Em Dezembro último, o New York Times Magazine publicou um ensaio do crítico literário Parul Sehgal, intitulado “The Profound Emptiness of ‘Resilience’”, algo como «O profundo vazio da “Resiliência”», onde destaca que a palavra é agora usada abusivamente nas mais variadas situações, e muitas vezes truncando e deturpando o seu verdadeiro sentido ao vinculá-la a conceitos mais vagos como “personagem”. Contudo a “resiliência” não tem de ser um conceito vago ou vazio. E se é verdade que nos últimos anos temos usado o termo de forma descuidada, a generalização desleixada não pode significar que a mesma não tenha um significado preciso. E que não tem a ver com “sair da nossa área de conforto”, seja ela o sofá dos pais, um cargo na Câmara Municipal ou terminar a Escola Secundária. É que afinal, a capacidade de ser flexível diante da adversidade é característica de gente inconformada, … ou insatisfeita. Mas nunca de gente indignada, desolada, injuriada, revoltada, irritada, enraivecida, entabacada, retovada…

 

[1] – Pensa-se que tenha sido o cientista inglês Thomas Young, professor de filosofia natural e física do Royal Institution, o primeiro a usar este termo. Terá acontecido em 1807, quando estudava a relação entre a tensão e a deformação de barras metálicas.

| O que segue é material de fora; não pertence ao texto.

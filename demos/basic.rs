//! Minimal tsu example: JSON endpoints, a controller, middleware and CORS.
//!
//! Run with:
//!   RUST_LOG=debug APP_DEBUG=true CORS_ALLOWED_ORIGINS=https://a.com cargo run --example basic
//!
//! Try:
//!   curl http://localhost:3000/users/42
//!   curl http://localhost:3000/users/7          → 404 envelope
//!   curl -X PATCH http://localhost:3000/users/42 → 405 with Allow
//!   curl -X POST http://localhost:3000/api/users \
//!        -H 'authorization: Bearer t' -d '{"name":"alice"}'
//!   curl -X OPTIONS -H 'origin: https://a.com' http://localhost:3000/users/42

use std::sync::Arc;
use std::time::Duration;

use tsu::middleware::{from_fn, rate_limit::RateLimit, trace::Trace};
use tsu::{
    App, BoxedHandler, Config, Controller, Error, Method, Request, Response, Result, Server,
    Status, attributes, bind,
};

#[tokio::main]
async fn main() -> anyhow::Result<()> {
    tracing_subscriber::fmt::init();

    let mut app = App::new(Config::from_env()?);

    app.register("trace", Trace)
        .register("throttle", RateLimit::new(60, Duration::from_secs(60)))
        .register("auth", from_fn(|req: Request, _res, next| async move {
            let Some(token) = req.header("authorization").map(str::to_owned) else {
                return Err(Error::unauthorized().into());
            };
            next.run(req.with_attribute(attributes::TOKEN, token)).await
        }))
        .add_global(["trace", "throttle"]);

    let router = app.router_mut();
    router.controller("users", Users { greeting: "hello".to_owned() });
    router.add_action(&[Method::Get], "/users/{id}", "users", "show").name("users.show");
    router.delete("/users/{id}", delete_user);
    router
        .group("/api", |api| {
            api.post("/users", create_user);
        })
        .middleware("auth");

    Server::bind("0.0.0.0:3000").serve(app).await?;
    Ok(())
}

struct Users {
    greeting: String,
}

impl Users {
    async fn show(self: Arc<Self>, req: Request) -> Result<Response> {
        match req.param("id") {
            Some("42") => Ok(Response::json_value(&serde_json::json!({
                "id": 42,
                "greeting": self.greeting,
            }))?),
            _ => Err(Error::not_found().into()),
        }
    }
}

impl Controller for Users {
    fn action(self: Arc<Self>, name: &str) -> Option<BoxedHandler> {
        match name {
            "show" => Some(bind(self, Users::show)),
            _ => None,
        }
    }
}

// POST /api/users → 201 with Location
async fn create_user(req: Request) -> Result<Response> {
    let input: serde_json::Value = req.json()?;
    if input.get("name").is_none() {
        return Err(Error::missing_required_fields().into());
    }
    Ok(Response::json_value(&input)?
        .with_status(Status::CREATED)
        .with_header("Location", "/users/99"))
}

// DELETE /users/{id} → 204 No Content
async fn delete_user(_req: Request) -> Status {
    Status::NO_CONTENT
}
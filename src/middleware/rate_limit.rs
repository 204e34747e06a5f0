//! Rolling-window rate limiting.
//!
//! Every key keeps the timestamps of its accepted requests inside the
//! current window. On each request:
//!
//! 1. timestamps older than `now - window` are dropped
//! 2. the request is allowed when fewer than `limit` remain, and its
//!    timestamp is recorded
//! 3. `remaining` is `limit` minus the recorded count
//! 4. `reset` is the oldest retained timestamp plus `window`, or
//!    `now + window` when nothing is retained
//!
//! Denied requests fail with `RateLimitExceeded` (429) carrying
//! `Retry-After` and the `X-RateLimit-*` headers. Allowed responses carry
//! `X-RateLimit-Limit`, `X-RateLimit-Remaining` and `X-RateLimit-Reset`
//! (Unix seconds).
//!
//! The store is an in-process concurrent map. Register one shared instance
//! so every dispatch sees the same counters. Keys whose newest hit has left
//! the window are swept at most once per window, from inside `check`.

use std::collections::VecDeque;
use std::sync::Arc;
use std::sync::atomic::{AtomicU64, Ordering};
use std::time::{Duration, SystemTime, UNIX_EPOCH};

use dashmap::DashMap;
use tracing::debug;

use crate::attributes;
use crate::error::{Error, Result};
use crate::handler::BoxFuture;
use crate::request::Request;
use crate::response::Response;

use super::{Middleware, Next};

/// Builds the bucket key for a request.
pub type KeyFn = Arc<dyn Fn(&Request) -> String + Send + Sync>;

/// Outcome of one check against the window.
#[derive(Clone, Copy, Debug, Eq, PartialEq)]
pub struct Decision {
    pub allowed: bool,
    pub limit: usize,
    pub remaining: usize,
    /// Unix time, in seconds, at which the oldest counted request expires.
    pub reset: u64,
}

pub struct RateLimit {
    limit: usize,
    window: Duration,
    key: KeyFn,
    hits: DashMap<String, VecDeque<Duration>>,
    /// Milliseconds since the epoch of the last sweep.
    swept_at: AtomicU64,
}

impl RateLimit {
    /// `limit` requests per `window`, keyed by client identity and route.
    pub fn new(limit: usize, window: Duration) -> Self {
        Self {
            limit,
            window,
            key: Arc::new(default_key),
            hits: DashMap::new(),
            swept_at: AtomicU64::new(0),
        }
    }

    /// Replaces the key function.
    pub fn with_key<F>(mut self, key: F) -> Self
    where
        F: Fn(&Request) -> String + Send + Sync + 'static,
    {
        self.key = Arc::new(key);
        self
    }

    /// Records a hit for `key` at `now` (time since the Unix epoch).
    pub fn check(&self, key: &str, now: Duration) -> Decision {
        self.maybe_gc(now);

        let mut entry = self.hits.entry(key.to_owned()).or_default();
        let log = entry.value_mut();

        let floor = now.saturating_sub(self.window);
        while log.front().is_some_and(|&t| t <= floor) {
            log.pop_front();
        }

        let allowed = log.len() < self.limit;
        if allowed {
            log.push_back(now);
        }

        let reset = log.front().map_or(now + self.window, |&oldest| oldest + self.window);
        let decision = Decision {
            allowed,
            limit: self.limit,
            remaining: self.limit.saturating_sub(log.len()),
            reset: ceil_secs(reset),
        };

        let emptied = log.is_empty();
        drop(entry);
        if emptied {
            self.hits.remove_if(key, |_, log| log.is_empty());
        }
        decision
    }

    /// Drops every key whose newest hit is outside the window at `now`.
    pub fn gc(&self, now: Duration) {
        let floor = now.saturating_sub(self.window);
        let before = self.hits.len();
        self.hits.retain(|_, log| log.back().is_some_and(|&t| t > floor));
        let dropped = before.saturating_sub(self.hits.len());
        if dropped > 0 {
            debug!(dropped, kept = self.hits.len(), "rate limit keys swept");
        }
    }

    /// Number of keys currently held.
    pub fn tracked_keys(&self) -> usize {
        self.hits.len()
    }

    fn maybe_gc(&self, now: Duration) {
        let now_ms = u64::try_from(now.as_millis()).unwrap_or(u64::MAX);
        let window_ms = u64::try_from(self.window.as_millis()).unwrap_or(u64::MAX);
        let last = self.swept_at.load(Ordering::Relaxed);
        if now_ms.saturating_sub(last) < window_ms {
            return;
        }
        // One caller per window does the sweep.
        if self.swept_at.compare_exchange(last, now_ms, Ordering::AcqRel, Ordering::Relaxed).is_ok() {
            self.gc(now);
        }
    }

    fn decorate(decision: &Decision, response: Response) -> Response {
        response
            .with_header("X-RateLimit-Limit", decision.limit.to_string())
            .with_header("X-RateLimit-Remaining", decision.remaining.to_string())
            .with_header("X-RateLimit-Reset", decision.reset.to_string())
    }
}

impl Middleware for RateLimit {
    fn process<'a>(&'a self, request: Request, next: Next) -> BoxFuture<'a, Result<Response>> {
        Box::pin(async move {
            let key = (self.key)(&request);
            let now = SystemTime::now().duration_since(UNIX_EPOCH).unwrap_or_default();
            let decision = self.check(&key, now);

            if !decision.allowed {
                let retry_after = decision.reset.saturating_sub(now.as_secs()).max(1);
                debug!(key = %key, retry_after, "rate limit exceeded");
                return Err(Error::rate_limit_exceeded()
                    .with_header("Retry-After", retry_after.to_string())
                    .with_header("X-RateLimit-Limit", decision.limit.to_string())
                    .with_header("X-RateLimit-Remaining", "0")
                    .with_header("X-RateLimit-Reset", decision.reset.to_string())
                    .into());
            }

            let response = next.run(request).await?;
            Ok(Self::decorate(&decision, response))
        })
    }
}

/// `identity:METHOD path`, where identity is the authenticated user, the
/// first `X-Forwarded-For` hop, `X-Real-IP`, the peer address, or `unknown`.
pub fn default_key(request: &Request) -> String {
    let identity = user_id(request)
        .or_else(|| {
            request
                .header("x-forwarded-for")
                .and_then(|v| v.split(',').next())
                .map(|v| v.trim().to_owned())
                .filter(|v| !v.is_empty())
        })
        .or_else(|| request.header("x-real-ip").map(str::to_owned))
        .or_else(|| request.attribute::<String>(attributes::CLIENT_IP).cloned())
        .unwrap_or_else(|| "unknown".to_owned());
    format!("{identity}:{} {}", request.method(), request.path())
}

fn user_id(request: &Request) -> Option<String> {
    let attrs = request.attributes();
    attrs
        .get::<String>(attributes::USER)
        .cloned()
        .or_else(|| attrs.get::<u64>(attributes::USER).map(|id| format!("user:{id}")))
        .or_else(|| attrs.get::<i64>(attributes::USER).map(|id| format!("user:{id}")))
}

fn ceil_secs(d: Duration) -> u64 {
    d.as_secs() + u64::from(d.subsec_nanos() > 0)
}
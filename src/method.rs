//! Request methods.
//!
//! The RFC 9110 method set. Tokens parse case-insensitively, so `"get"` and
//! `"GET"` are the same method. Anything else is a `Parse` error, which the
//! server renders as `405` before routing.

use std::fmt;
use std::str::FromStr;

use crate::error::Error;

macro_rules! methods {
    ($($variant:ident => $token:literal),+ $(,)?) => {
        /// A request method.
        #[derive(Clone, Copy, Debug, Eq, Hash, PartialEq)]
        pub enum Method {
            $($variant),+
        }

        impl Method {
            /// Every method, in declaration order.
            pub const ALL: &'static [Method] = &[$(Method::$variant),+];

            /// The upper-case token, e.g. `"GET"`.
            pub fn as_str(self) -> &'static str {
                match self {
                    $(Self::$variant => $token),+
                }
            }
        }

        impl FromStr for Method {
            type Err = Error;

            fn from_str(s: &str) -> Result<Self, Self::Err> {
                $(
                    if s.eq_ignore_ascii_case($token) {
                        return Ok(Self::$variant);
                    }
                )+
                Err(Error::parse(format!("Unsupported HTTP method `{s}`.")))
            }
        }
    };
}

methods! {
    Get     => "GET",
    Head    => "HEAD",
    Post    => "POST",
    Put     => "PUT",
    Patch   => "PATCH",
    Delete  => "DELETE",
    Options => "OPTIONS",
    Connect => "CONNECT",
    Trace   => "TRACE",
}

impl Method {
    /// Safe methods do not change server state.
    pub fn is_safe(self) -> bool {
        matches!(self, Self::Get | Self::Head | Self::Options | Self::Trace)
    }
}

impl fmt::Display for Method {
    fn fmt(&self, f: &mut fmt::Formatter<'_>) -> fmt::Result {
        f.write_str(self.as_str())
    }
}
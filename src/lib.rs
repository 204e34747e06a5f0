//! # tsu
//!
//! The request-dispatch core of a JSON API service: an immutable HTTP message
//! model, an ordered path router, a composable middleware pipeline and a
//! single failure-to-response boundary.
//!
//! ## The contract
//!
//! - **Messages never change in place.** Every `with_*` returns a new value.
//!   A middleware that keeps an earlier request still sees it as it was.
//! - **Middleware order is fixed.** Global middleware runs first, then the
//!   route's own, then the handler. Responses unwind in reverse.
//! - **Failures are rendered once.** Handlers and middleware return errors;
//!   the [`ErrorStrategy`] turns them into one stable JSON envelope:
//!   `{"error": {"message", "type", "code", "debug"?}}`.
//! - **No global state.** Everything hangs off an [`App`] built at startup.
//!
//! ## Quick start
//!
//! ```rust,no_run
//! use tsu::{App, Config, Error, Request, Response, Result, Server, Status};
//!
//! #[tokio::main]
//! async fn main() -> anyhow::Result<()> {
//!     let mut app = App::new(Config::from_env()?);
//!     app.router_mut().get("/users/{id}", get_user).name("users.show");
//!     app.router_mut().post("/users", create_user);
//!
//!     Server::bind("0.0.0.0:3000").serve(app).await?;
//!     Ok(())
//! }
//!
//! async fn get_user(req: Request) -> Result<Response> {
//!     match req.param("id") {
//!         Some("42") => Ok(Response::json(br#"{"id":42}"#.to_vec())),
//!         _ => Err(Error::not_found().into()),
//!     }
//! }
//!
//! async fn create_user(req: Request) -> Result<Response> {
//!     let input: serde_json::Value = req.json()?;
//!     Ok(Response::json_value(&input)?
//!         .with_status(Status::CREATED)
//!         .with_header("Location", "/users/99"))
//! }
//! ```

mod app;
mod config;
mod cors;
mod error;
mod handler;
mod headers;
mod method;
mod request;
mod response;
mod route;
mod router;
mod server;
mod status;
mod strategy;
mod stream;
mod uri;

pub mod attributes;
pub mod middleware;

pub use app::App;
pub use attributes::Attributes;
pub use config::Config;
pub use cors::CorsConfig;
pub use error::{Error, ErrorKind, GENERIC_MESSAGE, Result};
pub use handler::{BoxFuture, BoxedHandler, Controller, Handler, IntoHandlerResult, bind};
pub use headers::{HeaderValues, Headers};
pub use method::Method;
pub use middleware::{Middleware, MiddlewareRegistry, Next};
pub use request::Request;
pub use response::{ContentType, IntoResponse, Response};
pub use route::Route;
pub use router::{GroupHandle, Match, RouteHandle, Router};
pub use server::Server;
pub use status::Status;
pub use strategy::ErrorStrategy;
pub use stream::Stream;
pub use uri::Uri;
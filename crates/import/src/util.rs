/// Words too short or too common to carry matching signal in pt-BR
/// payment descriptions.
const STOPWORDS: &[&str] = &[
    "de", "da", "do", "das", "dos", "em", "por", "para", "com", "ref", "ltda", "sa", "me", "epp",
    "cia",
];

/// Trims and collapses internal whitespace runs to single spaces.
pub fn collapse_whitespace(s: &str) -> String {
    s.split_whitespace().collect::<Vec<_>>().join(" ")
}

/// Lowercased alphanumeric tokens of three or more characters, minus
/// stopwords, deduplicated, first-occurrence order preserved.
pub fn significant_tokens(s: &str) -> Vec<String> {
    let lower = s.to_lowercase();
    let mut tokens: Vec<String> = Vec::new();
    for word in lower.split(|c: char| !c.is_alphanumeric()) {
        if word.chars().count() < 3 || STOPWORDS.contains(&word) {
            continue;
        }
        if !tokens.iter().any(|t| t.as_str() == word) {
            tokens.push(word.to_string());
        }
    }
    tokens
}

/// Compact description fragment for synthetic ids: ASCII alphanumerics
/// only, uppercased, truncated.
pub fn description_slug(s: &str, max_len: usize) -> String {
    s.chars()
        .filter(|c| c.is_ascii_alphanumeric())
        .map(|c| c.to_ascii_uppercase())
        .take(max_len)
        .collect()
}
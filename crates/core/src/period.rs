use chrono::NaiveDate;
use serde::{Deserialize, Serialize};
use std::fmt;

/// Coverage window declared by a bank statement. Banks frequently omit
/// one or both bounds, so each is optional and a missing bound is
/// treated as open-ended.
#[derive(Debug, Clone, Copy, Default, PartialEq, Eq, Serialize, Deserialize)]
pub struct StatementPeriod {
    pub start: Option<NaiveDate>,
    pub end: Option<NaiveDate>,
}

impl StatementPeriod {
    pub fn new(start: Option<NaiveDate>, end: Option<NaiveDate>) -> Self {
        StatementPeriod { start, end }
    }

    pub fn contains(self, date: NaiveDate) -> bool {
        if let Some(start) = self.start {
            if date < start {
                return false;
            }
        }
        if let Some(end) = self.end {
            if date > end {
                return false;
            }
        }
        true
    }

    /// Inclusive day count, only defined when both bounds are present
    /// and in order.
    pub fn span_days(self) -> Option<i64> {
        match (self.start, self.end) {
            (Some(start), Some(end)) if end >= start => Some((end - start).num_days() + 1),
            _ => None,
        }
    }
}

impl fmt::Display for StatementPeriod {
    fn fmt(&self, f: &mut fmt::Formatter<'_>) -> fmt::Result {
        match self.start {
            Some(start) => write!(f, "{start}")?,
            None => write!(f, "?")?,
        }
        write!(f, " a ")?;
        match self.end {
            Some(end) => write!(f, "{end}"),
            None => write!(f, "?"),
        }
    }
}
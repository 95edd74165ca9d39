pub mod money;
pub mod period;
pub mod polarity;

pub use money::{format_amount, parse_amount};
pub use period::StatementPeriod;
pub use polarity::{EntryTable, TransactionKind, UnknownEntryTable};
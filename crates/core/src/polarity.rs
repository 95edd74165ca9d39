use rust_decimal::Decimal;
use serde::{Deserialize, Serialize};
use std::fmt;
use std::str::FromStr;
use thiserror::Error;

/// Direction of a statement transaction, derived from the signed amount.
#[derive(Debug, Clone, Copy, PartialEq, Eq, Serialize, Deserialize)]
#[serde(rename_all = "lowercase")]
pub enum TransactionKind {
    Credit,
    Debit,
}

impl TransactionKind {
    /// Negative amounts are debits; zero and positive amounts are credits.
    pub fn from_amount(amount: Decimal) -> Self {
        if amount < Decimal::ZERO {
            TransactionKind::Debit
        } else {
            TransactionKind::Credit
        }
    }

    /// The ledger side a transaction of this kind can settle: money in
    /// pays receivables, money out pays payables.
    pub fn entry_table(self) -> EntryTable {
        match self {
            TransactionKind::Credit => EntryTable::Receivable,
            TransactionKind::Debit => EntryTable::Payable,
        }
    }
}

impl fmt::Display for TransactionKind {
    fn fmt(&self, f: &mut fmt::Formatter<'_>) -> fmt::Result {
        match self {
            TransactionKind::Credit => write!(f, "credit"),
            TransactionKind::Debit => write!(f, "debit"),
        }
    }
}

/// Which open-entries table a ledger row belongs to. The string forms
/// are the table identifiers the rest of the product uses.
#[derive(Debug, Clone, Copy, PartialEq, Eq, Serialize, Deserialize)]
pub enum EntryTable {
    #[serde(rename = "contas_receber")]
    Receivable,
    #[serde(rename = "contas_pagar")]
    Payable,
}

impl EntryTable {
    pub fn as_str(self) -> &'static str {
        match self {
            EntryTable::Receivable => "contas_receber",
            EntryTable::Payable => "contas_pagar",
        }
    }
}

impl fmt::Display for EntryTable {
    fn fmt(&self, f: &mut fmt::Formatter<'_>) -> fmt::Result {
        write!(f, "{}", self.as_str())
    }
}

#[derive(Debug, Error, PartialEq, Eq)]
#[error("tabela de lançamentos desconhecida: \"{0}\"")]
pub struct UnknownEntryTable(pub String);

impl FromStr for EntryTable {
    type Err = UnknownEntryTable;

    fn from_str(s: &str) -> Result<Self, Self::Err> {
        match s {
            "contas_receber" => Ok(EntryTable::Receivable),
            "contas_pagar" => Ok(EntryTable::Payable),
            other => Err(UnknownEntryTable(other.to_string())),
        }
    }
}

[2] – Definição também constante na “insuspeita” Wikipédia: https://pt.wikipedia.org/wiki/Resili%C3%AAncia

[3]Histerese é a tendência de um material (ou sistema) de conservar suas propriedades na ausência do estímulo que as gerou. É oriundo de uma palavra grega que significa atraso. Para a Enciclopédia Médica Moraes Amato, a Resistência de Materiais biológicos representa o tempo que um material demora para retornar à sua dimensão inicial quando o esforço externo é retirado e o material ainda se encontra no regime elástico. Para os Materiais biológicos pulsantes, esse tempo deverá ser o menor possível; pois, se assim não for, se a cada nova deformação ainda restar um resíduo da anterior, após algumas pulsações o material romper-se-ia por um fenômeno denominado fadiga.

[4]Resiliência para a Física será, portanto, a capacidade de um material voltar ao seu estado normal depois de ter sofrido tensão.

[5] – BARBOSA, George. S. “Resiliência em professores do ensino fundamental de 5ª a 8ª Série: Validação e aplicação do questionário do índice de Resiliência: Adultos Reivich-Shatté/Barbosa”. Tese de Doutoramento em Psicologia Clínica. São Paulo: Pontifica Universidade Católica, 2006.

[6]Surto Psicológico ou Psicótico consiste num episódio de desorganização da representação da realidade, desencadeado perante uma vivência que parte dos recursos representativos possuídos pelo indivíduo. Estes surtos são comuns na esquizofrenia e podem ocorrer na fase maníaca aguda do transtorno bipolar. Também podem ser desencadeados por substâncias psicoativas, como álcool, marijuana, anfetaminas, cocaína, etc. (segundo definição também constante na Wikipédia: https://pt.wikipedia.org/wiki/Surto_psic%C3%B3tico).

[7] – Masten, A. S. (2014). “Global Perspectives on Resilience in Children and Youth”. Child Development, 85(1), 6-20.

[8] – Southwick, S. M., Bonanno, G. A., Masten, A. S., Panter-Brick, C., & Yehuda, R. (2014). “Resilience definitions, theory and challeges: interdisciplinary perspectives”. European Journal of Psychotraumatology, 5, 1-14.